Work task -> Starting from the first line below, count the lines carrying the string "still" and answer with the count by itself.

(Dataset entries)
- - - -

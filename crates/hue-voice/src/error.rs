//! Error types for the Hue voice crate

use hue_core::{ErrorKind, HueError};
use thiserror::Error;

/// Result type alias for voice operations
pub type VoiceResult<T> = Result<T, VoiceError>;

/// Errors that can occur while listening, recognizing or speaking
#[derive(Error, Debug)]
pub enum VoiceError {
    /// No usable input device. Fatal at controller construction.
    #[error("Audio unavailable: {0}")]
    AudioUnavailable(String),

    #[error("Audio device error: {0}")]
    AudioDevice(String),

    #[error("Audio stream error: {0}")]
    AudioStream(String),

    #[error("VAD initialization failed: {0}")]
    VadInit(String),

    #[error("VAD processing error: {0}")]
    VadProcessing(String),

    #[error("Audio playback error: {0}")]
    Playback(String),

    #[error("Configuration error: {0}")]
    Config(String),

    #[error("STT error: {0}")]
    Stt(String),

    #[error("TTS error: {0}")]
    Tts(String),

    /// `speak` was called while the previous utterance is still playing.
    #[error("Speech session {0} is still active")]
    SessionActive(u64),

    /// The session task ended without producing a report (panic or abort).
    #[error("Speech session failed: {0}")]
    SessionFailed(String),

    #[error(transparent)]
    Core(#[from] HueError),

    #[error("IO error: {0}")]
    Io(#[from] std::io::Error),
}

impl VoiceError {
    /// Core error kind this failure corresponds to, when there is one.
    pub fn kind(&self) -> Option<ErrorKind> {
        match self {
            VoiceError::AudioUnavailable(_) => Some(ErrorKind::AudioUnavailable),
            VoiceError::Core(e) => Some(e.kind),
            _ => None,
        }
    }
}

impl From<cpal::DevicesError> for VoiceError {
    fn from(err: cpal::DevicesError) -> Self {
        VoiceError::AudioDevice(err.to_string())
    }
}

impl From<cpal::DefaultStreamConfigError> for VoiceError {
    fn from(err: cpal::DefaultStreamConfigError) -> Self {
        VoiceError::AudioUnavailable(err.to_string())
    }
}

impl From<cpal::BuildStreamError> for VoiceError {
    fn from(err: cpal::BuildStreamError) -> Self {
        VoiceError::AudioStream(err.to_string())
    }
}

impl From<cpal::PlayStreamError> for VoiceError {
    fn from(err: cpal::PlayStreamError) -> Self {
        VoiceError::AudioStream(err.to_string())
    }
}

impl From<rodio::StreamError> for VoiceError {
    fn from(err: rodio::StreamError) -> Self {
        VoiceError::Playback(err.to_string())
    }
}

impl From<rodio::PlayError> for VoiceError {
    fn from(err: rodio::PlayError) -> Self {
        VoiceError::Playback(err.to_string())
    }
}

impl From<rodio::decoder::DecoderError> for VoiceError {
    fn from(err: rodio::decoder::DecoderError) -> Self {
        VoiceError::Playback(format!("Decode failed: {}", err))
    }
}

- - - -

Final answer -> 2